(Stored items)
-*-

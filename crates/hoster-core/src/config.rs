//! Top-level configuration.
//!
//! Loaded from TOML by the daemon, validated once at startup. Components
//! receive the parts they need by value; nothing re-reads configuration at
//! runtime.

use std::net::IpAddr;
use std::path::PathBuf;

use serde::{Deserialize, Serialize};
use thiserror::Error;

#[derive(Debug, Error)]
pub enum ConfigError {
    #[error("invalid proxy port range {start}-{end}: {reason}")]
    InvalidPortRange {
        start: u16,
        end: u16,
        reason: &'static str,
    },

    #[error("missing required setting: {0}")]
    Missing(&'static str),

    #[error("invalid setting {field}: {reason}")]
    Invalid {
        field: &'static str,
        reason: String,
    },
}

/// Inclusive range of per-node ports reservable for deployment ingress.
#[derive(Debug, Clone, Copy, PartialEq, Eq, Serialize, Deserialize)]
pub struct PortRange {
    pub start: u16,
    pub end: u16,
}

impl Default for PortRange {
    fn default() -> Self {
        Self {
            start: 10_000,
            end: 20_000,
        }
    }
}

impl PortRange {
    pub fn validate(&self) -> Result<(), ConfigError> {
        if self.start == 0 {
            return Err(ConfigError::InvalidPortRange {
                start: self.start,
                end: self.end,
                reason: "start must be non-zero",
            });
        }
        if self.start > self.end {
            return Err(ConfigError::InvalidPortRange {
                start: self.start,
                end: self.end,
                reason: "start exceeds end",
            });
        }
        Ok(())
    }

    pub fn iter(&self) -> impl Iterator<Item = u16> {
        self.start..=self.end
    }
}

/// Worker cadence. Defaults match the reconciliation contracts; tests shrink
/// them to drive ticks quickly.
#[derive(Debug, Clone, Copy, PartialEq, Eq, Serialize, Deserialize)]
#[serde(default)]
pub struct WorkerIntervals {
    pub provisioner_secs: u64,
    pub health_secs: u64,
    pub domain_verify_secs: u64,
    pub usage_report_secs: u64,
}

impl Default for WorkerIntervals {
    fn default() -> Self {
        Self {
            provisioner_secs: 10,
            health_secs: 30,
            domain_verify_secs: 300,
            usage_report_secs: 60,
        }
    }
}

fn default_local_host() -> String {
    "localhost".to_string()
}

fn default_config_dir() -> PathBuf {
    PathBuf::from("/var/lib/hoster/deployments")
}

fn default_local_socket() -> String {
    "/var/run/docker.sock".to_string()
}

fn default_resolvers() -> Vec<IpAddr> {
    vec![
        IpAddr::from([8, 8, 8, 8]),
        IpAddr::from([1, 1, 1, 1]),
        IpAddr::from([9, 9, 9, 9]),
    ]
}

/// Everything the daemon needs to run.
#[derive(Debug, Clone, Serialize, Deserialize)]
pub struct HosterConfig {
    /// Base domain that auto-domains hang off (`<name>-<suffix>.<base>`).
    pub base_domain: String,

    /// Host string identifying the node that shares this process's container
    /// socket. Scheduling onto it uses the local client, not SSH.
    #[serde(default = "default_local_host")]
    pub local_node_host: String,

    /// Container runtime socket for the local node.
    #[serde(default = "default_local_socket")]
    pub local_container_socket: String,

    /// Root directory for per-deployment config-file material.
    #[serde(default = "default_config_dir")]
    pub config_dir: PathBuf,

    #[serde(default)]
    pub proxy_ports: PortRange,

    #[serde(default)]
    pub workers: WorkerIntervals,

    /// Public DNS resolvers queried in parallel during domain verification.
    #[serde(default = "default_resolvers")]
    pub dns_resolvers: Vec<IpAddr>,
}

impl HosterConfig {
    /// Startup validation. An invalid proxy-port range is a hard failure by
    /// contract, not a warning.
    pub fn validate(&self) -> Result<(), ConfigError> {
        if self.base_domain.is_empty() {
            return Err(ConfigError::Missing("base_domain"));
        }
        if self.base_domain.starts_with('.') || self.base_domain.ends_with('.') {
            return Err(ConfigError::Invalid {
                field: "base_domain",
                reason: "must not begin or end with a dot".to_string(),
            });
        }
        self.proxy_ports.validate()?;
        if self.dns_resolvers.is_empty() {
            return Err(ConfigError::Missing("dns_resolvers"));
        }
        let w = &self.workers;
        for (field, value) in [
            ("workers.provisioner_secs", w.provisioner_secs),
            ("workers.health_secs", w.health_secs),
            ("workers.domain_verify_secs", w.domain_verify_secs),
            ("workers.usage_report_secs", w.usage_report_secs),
        ] {
            if value == 0 {
                return Err(ConfigError::Invalid {
                    field: "workers",
                    reason: format!("{field} must be non-zero"),
                });
            }
        }
        Ok(())
    }
}
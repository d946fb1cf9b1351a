//! The engine: shared wiring for services and workers.

use std::collections::BTreeMap;
use std::sync::Arc;

use async_trait::async_trait;
use chrono::Utc;
use tracing::info;

use hoster_cloud::CloudProvider;
use hoster_core::config::HosterConfig;
use hoster_core::id::{self, ResourceKind};
use hoster_core::{Error, Result};
use hoster_runtime::pool::{NodeEndpoint, NodePool};
use hoster_store::model::{ContainerEvent, Deployment, DeploymentStatus, Node, UsageEvent};
use hoster_store::{Store, StoreTx};

use crate::dns::DnsResolver;
use crate::vault::CryptoVault;

/// Builds a provider client from a credential's kind and decrypted payload.
/// Injected so tests and dev mode can swap clouds out.
pub trait ProviderFactory: Send + Sync {
    fn provider(&self, kind: &str, payload_json: &str) -> Result<Arc<dyn CloudProvider>>;
}

/// Production factory backed by the provider registry.
pub struct RegistryProviderFactory;

impl ProviderFactory for RegistryProviderFactory {
    fn provider(&self, kind: &str, payload_json: &str) -> Result<Arc<dyn CloudProvider>> {
        let provider = hoster_cloud::provider_for(kind, payload_json)?;
        Ok(Arc::from(provider))
    }
}

/// External billing sink. Returns the IDs it acknowledged; only those get
/// marked reported.
#[async_trait]
pub trait UsageSink: Send + Sync {
    async fn report(&self, batch: &[UsageEvent]) -> Result<Vec<i64>>;
}

/// Everything request-scoped operations and workers share. Constructed once
/// at startup and cloned by `Arc`.
pub struct Engine<S> {
    pub(crate) store: Arc<S>,
    pub(crate) pool: Arc<NodePool>,
    pub(crate) vault: Arc<CryptoVault>,
    pub(crate) config: HosterConfig,
    pub(crate) providers: Arc<dyn ProviderFactory>,
    pub(crate) sink: Arc<dyn UsageSink>,
    pub(crate) resolver: Arc<dyn DnsResolver>,
}

impl<S> Clone for Engine<S> {
    fn clone(&self) -> Self {
        Self {
            store: Arc::clone(&self.store),
            pool: Arc::clone(&self.pool),
            vault: Arc::clone(&self.vault),
            config: self.config.clone(),
            providers: Arc::clone(&self.providers),
            sink: Arc::clone(&self.sink),
            resolver: Arc::clone(&self.resolver),
        }
    }
}

impl<S: Store> Engine<S> {
    pub fn new(
        store: Arc<S>,
        pool: Arc<NodePool>,
        vault: Arc<CryptoVault>,
        config: HosterConfig,
        providers: Arc<dyn ProviderFactory>,
        sink: Arc<dyn UsageSink>,
        resolver: Arc<dyn DnsResolver>,
    ) -> Result<Self> {
        config.validate().map_err(|e| Error::validation("config", e.to_string()))?;
        Ok(Self {
            store,
            pool,
            vault,
            config,
            providers,
            sink,
            resolver,
        })
    }

    pub fn store(&self) -> &Arc<S> {
        &self.store
    }

    pub fn config(&self) -> &HosterConfig {
        &self.config
    }

    pub fn pool(&self) -> &Arc<NodePool> {
        &self.pool
    }

    /// Upsert the caller into the user table, returning the integer ID the
    /// rest of the API uses.
    pub async fn resolve_user(
        &self,
        reference_id: &str,
        email: &str,
        name: &str,
        plan_id: &str,
    ) -> Result<i64> {
        self.store
            .with_tx(|tx| Ok(tx.resolve_user(reference_id, email, name, plan_id)?))
            .await
    }

    /// Apply one legal status transition in its own transaction, appending
    /// the audit event. Concurrent conflicting transitions serialize here;
    /// the loser observes the winner's state and gets `InvalidTransition`.
    pub(crate) async fn transition_deployment(
        &self,
        deployment_id: i64,
        to: DeploymentStatus,
    ) -> Result<Deployment> {
        self.store
            .with_tx(move |tx| {
                let mut deployment = tx.deployment(deployment_id)?;
                if !deployment.status.can_transition_to(to) {
                    return Err(Error::InvalidTransition {
                        entity: "deployment",
                        from: deployment.status.to_string(),
                        to: to.to_string(),
                    });
                }
                deployment.status = to;
                if to == DeploymentStatus::Running {
                    deployment.error_message = None;
                }
                tx.update_deployment(&deployment)?;
                append_deployment_event(tx, deployment.id, &format!("deployment.{to}"), "")?;
                Ok(deployment)
            })
            .await
    }

    /// Drive a deployment to `failed`, recording the user-safe reason and a
    /// `container.error` event. No-op if the deployment is already terminal.
    pub(crate) async fn fail_deployment(&self, deployment_id: i64, reason: &str) {
        let reason = reason.to_string();
        let outcome: Result<()> = self
            .store
            .with_tx(move |tx| {
                let mut deployment = tx.deployment(deployment_id)?;
                if !deployment.status.can_transition_to(DeploymentStatus::Failed) {
                    return Ok(());
                }
                deployment.status = DeploymentStatus::Failed;
                deployment.error_message = Some(reason.clone());
                tx.update_deployment(&deployment)?;
                append_deployment_event(tx, deployment.id, "container.error", &reason)?;
                append_deployment_event(tx, deployment.id, "deployment.failed", &reason)?;
                Ok(())
            })
            .await;
        if let Err(err) = outcome {
            tracing::error!(deployment_id, %err, "failed to record deployment failure");
        }
    }

    /// Append a usage event for billing.
    pub(crate) async fn emit_usage(
        &self,
        user_id: i64,
        event_type: &str,
        resource_id: &str,
        resource_type: &str,
        quantity: f64,
        metadata: BTreeMap<String, String>,
    ) -> Result<()> {
        let event_type = event_type.to_string();
        let resource_id = resource_id.to_string();
        let resource_type = resource_type.to_string();
        self.store
            .with_tx(move |tx| {
                let mut event = UsageEvent {
                    id: 0,
                    reference_id: id::new_ref(ResourceKind::Event),
                    user_id,
                    event_type,
                    resource_id,
                    resource_type,
                    quantity,
                    metadata,
                    timestamp: Utc::now(),
                    reported_at: None,
                };
                Ok(tx.append_usage_event(&mut event)?)
            })
            .await
    }

    /// Build the pool endpoint for a node, decrypting its SSH key when one
    /// is attached.
    pub(crate) async fn endpoint_for_node(&self, node: &Node) -> Result<NodeEndpoint> {
        let private_key = match node.ssh_key_id {
            Some(key_id) => {
                let key = self
                    .store
                    .with_tx(move |tx| Ok::<_, Error>(tx.ssh_key(key_id)?))
                    .await?;
                let opened = self.vault.open_string(&key.encrypted_private_key)?;
                Some(zeroize::Zeroizing::new(opened.to_string()))
            }
            None => None,
        };
        Ok(NodeEndpoint {
            node_ref: node.reference_id.clone(),
            host: node.ssh_host.clone(),
            ssh_port: node.ssh_port,
            ssh_user: node.ssh_user.clone(),
            socket_path: node.container_socket.clone(),
            private_key,
        })
    }

    /// Release pooled clients and tunnels. The daemon calls this once after
    /// the workers have stopped.
    pub async fn shutdown(&self) {
        self.pool.shutdown().await;
        info!("engine shut down");
    }
}

/// Append a lifecycle event inside an existing transaction.
pub(crate) fn append_deployment_event<T: StoreTx>(
    tx: &mut T,
    deployment_id: i64,
    event_type: &str,
    message: &str,
) -> Result<()> {
    let mut event = ContainerEvent {
        id: 0,
        deployment_id,
        event_type: event_type.to_string(),
        message: message.to_string(),
        created_at: Utc::now(),
    };
    tx.append_container_event(&mut event)?;
    Ok(())
}
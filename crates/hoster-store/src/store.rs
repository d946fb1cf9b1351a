//! The storage interface the control plane is written against.

use chrono::{DateTime, Utc};

use crate::error::StoreError;
use crate::model::{
    CloudCredential, CloudProvision, ContainerEvent, Deployment, Node, SshKey, Template, UsageEvent,
    User,
};

/// The operations available inside a transaction.
///
/// Methods are synchronous: a transaction is a short critical section over
/// row state, and implementations serialize access per row (the in-memory
/// store serializes whole transactions). Reference-ID resolution happens
/// here: inserts that receive a zero integer FK alongside a non-empty
/// reference-ID resolve the reference inside the same transaction and write
/// the integer back onto the entity. This is the single authorized crossing
/// from string IDs into integer space.
pub trait StoreTx {
    // Users

    /// Upsert by auth reference-ID: insert on first sight, update non-empty
    /// fields on later sights. Idempotent; returns the integer ID.
    fn resolve_user(
        &mut self,
        reference_id: &str,
        email: &str,
        name: &str,
        plan_id: &str,
    ) -> Result<i64, StoreError>;

    fn user(&mut self, id: i64) -> Result<User, StoreError>;

    // Templates

    /// Assigns `id` (and `created_at`/`updated_at`) on the way in.
    fn insert_template(&mut self, template: &mut Template) -> Result<(), StoreError>;
    fn update_template(&mut self, template: &Template) -> Result<(), StoreError>;
    fn template(&mut self, id: i64) -> Result<Template, StoreError>;
    fn template_by_ref(&mut self, reference_id: &str) -> Result<Template, StoreError>;
    fn template_by_slug(&mut self, slug: &str) -> Result<Template, StoreError>;
    fn list_templates(&mut self) -> Result<Vec<Template>, StoreError>;
    /// Fails with `ForeignKey` while any non-deleted deployment references
    /// the template.
    fn delete_template(&mut self, id: i64) -> Result<(), StoreError>;

    // Deployments

    fn insert_deployment(&mut self, deployment: &mut Deployment) -> Result<(), StoreError>;
    fn update_deployment(&mut self, deployment: &Deployment) -> Result<(), StoreError>;
    fn deployment(&mut self, id: i64) -> Result<Deployment, StoreError>;
    fn deployment_by_ref(&mut self, reference_id: &str) -> Result<Deployment, StoreError>;
    /// The unique deployment whose domain list contains `hostname`.
    fn deployment_by_domain(&mut self, hostname: &str) -> Result<Deployment, StoreError>;
    fn deployments_by_customer(&mut self, customer_id: i64) -> Result<Vec<Deployment>, StoreError>;
    /// Non-deleted deployments referencing the template.
    fn deployments_by_template(&mut self, template_id: i64) -> Result<Vec<Deployment>, StoreError>;
    /// Non-deleted deployments scheduled to the node.
    fn deployments_by_node(&mut self, node_id: i64) -> Result<Vec<Deployment>, StoreError>;
    /// Non-deleted deployments carrying at least one custom domain.
    fn deployments_with_custom_domains(&mut self) -> Result<Vec<Deployment>, StoreError>;
    /// Ports reserved by non-deleted deployments on the node.
    fn used_proxy_ports(&mut self, node_id: i64) -> Result<Vec<u16>, StoreError>;
    /// Running deployments with a proxy port assigned.
    fn count_routable_deployments(&mut self) -> Result<u64, StoreError>;

    // Nodes

    fn insert_node(&mut self, node: &mut Node) -> Result<(), StoreError>;
    fn update_node(&mut self, node: &Node) -> Result<(), StoreError>;
    fn node(&mut self, id: i64) -> Result<Node, StoreError>;
    fn node_by_ref(&mut self, reference_id: &str) -> Result<Node, StoreError>;
    fn nodes_by_creator(&mut self, creator_id: i64) -> Result<Vec<Node>, StoreError>;
    fn online_nodes(&mut self) -> Result<Vec<Node>, StoreError>;
    /// All nodes except those in maintenance.
    fn checkable_nodes(&mut self) -> Result<Vec<Node>, StoreError>;
    fn nodes_by_ssh_key(&mut self, key_id: i64) -> Result<Vec<Node>, StoreError>;
    /// Fails with `ForeignKey` while non-deleted deployments are scheduled
    /// to the node.
    fn delete_node(&mut self, id: i64) -> Result<(), StoreError>;

    // SSH keys

    fn insert_ssh_key(&mut self, key: &mut SshKey) -> Result<(), StoreError>;
    fn ssh_key(&mut self, id: i64) -> Result<SshKey, StoreError>;
    fn ssh_key_by_ref(&mut self, reference_id: &str) -> Result<SshKey, StoreError>;
    fn ssh_keys_by_creator(&mut self, creator_id: i64) -> Result<Vec<SshKey>, StoreError>;
    /// Fails with `ForeignKey` while any node references the key.
    fn delete_ssh_key(&mut self, id: i64) -> Result<(), StoreError>;

    // Cloud credentials

    fn insert_credential(&mut self, credential: &mut CloudCredential) -> Result<(), StoreError>;
    fn credential(&mut self, id: i64) -> Result<CloudCredential, StoreError>;
    fn credential_by_ref(&mut self, reference_id: &str) -> Result<CloudCredential, StoreError>;
    fn credentials_by_creator(&mut self, creator_id: i64)
    -> Result<Vec<CloudCredential>, StoreError>;
    /// Fails with `ForeignKey` while a non-destroyed provision references
    /// the credential.
    fn delete_credential(&mut self, id: i64) -> Result<(), StoreError>;

    // Provisions

    fn insert_provision(&mut self, provision: &mut CloudProvision) -> Result<(), StoreError>;
    fn update_provision(&mut self, provision: &CloudProvision) -> Result<(), StoreError>;
    fn provision(&mut self, id: i64) -> Result<CloudProvision, StoreError>;
    fn provision_by_ref(&mut self, reference_id: &str) -> Result<CloudProvision, StoreError>;
    fn provisions_by_creator(&mut self, creator_id: i64)
    -> Result<Vec<CloudProvision>, StoreError>;
    fn provisions_by_credential(
        &mut self,
        credential_id: i64,
    ) -> Result<Vec<CloudProvision>, StoreError>;
    /// Provisions in `pending | creating | configuring | destroying`.
    fn active_provisions(&mut self) -> Result<Vec<CloudProvision>, StoreError>;

    // Usage events

    fn append_usage_event(&mut self, event: &mut UsageEvent) -> Result<(), StoreError>;
    /// Unreported events in timestamp order, up to `limit`.
    fn unreported_events(&mut self, limit: usize) -> Result<Vec<UsageEvent>, StoreError>;
    /// Stamps `reported_at` on the given events. Already-reported events are
    /// left untouched.
    fn mark_events_reported(
        &mut self,
        ids: &[i64],
        reported_at: DateTime<Utc>,
    ) -> Result<(), StoreError>;

    // Container events

    fn append_container_event(&mut self, event: &mut ContainerEvent) -> Result<(), StoreError>;
    /// Newest first, up to `limit`.
    fn container_events(
        &mut self,
        deployment_id: i64,
        limit: usize,
    ) -> Result<Vec<ContainerEvent>, StoreError>;
}

/// A durable store. `with_tx` is the only entry point; the convenience
/// wrappers below are single-operation transactions.
///
/// The closure's error type only has to be convertible from [`StoreError`],
/// so callers abort transactions with their own error kinds and `?` still
/// works on every tx operation.
pub trait Store: Send + Sync + 'static {
    type Tx<'a>: StoreTx + Send
    where
        Self: 'a;

    fn with_tx<R, E, F>(&self, f: F) -> impl Future<Output = Result<R, E>> + Send
    where
        F: FnOnce(&mut Self::Tx<'_>) -> Result<R, E> + Send,
        E: From<StoreError> + Send,
        R: Send;

    fn get_deployment(&self, id: i64) -> impl Future<Output = Result<Deployment, StoreError>> + Send
    where
        Self: Sized,
    {
        self.with_tx(move |tx| tx.deployment(id))
    }

    fn get_node(&self, id: i64) -> impl Future<Output = Result<Node, StoreError>> + Send
    where
        Self: Sized,
    {
        self.with_tx(move |tx| tx.node(id))
    }

    fn list_checkable_nodes(&self) -> impl Future<Output = Result<Vec<Node>, StoreError>> + Send
    where
        Self: Sized,
    {
        self.with_tx(|tx| tx.checkable_nodes())
    }

    fn list_active_provisions(
        &self,
    ) -> impl Future<Output = Result<Vec<CloudProvision>, StoreError>> + Send
    where
        Self: Sized,
    {
        self.with_tx(|tx| tx.active_provisions())
    }
}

-*-

(ABOUT THIS EXERCISE) Identify each line in the records above that contains the word "shutdown", and copy it out in full.

(WRITTEN ANSWER)
    pub async fn shutdown(&self) {
        self.pool.shutdown().await;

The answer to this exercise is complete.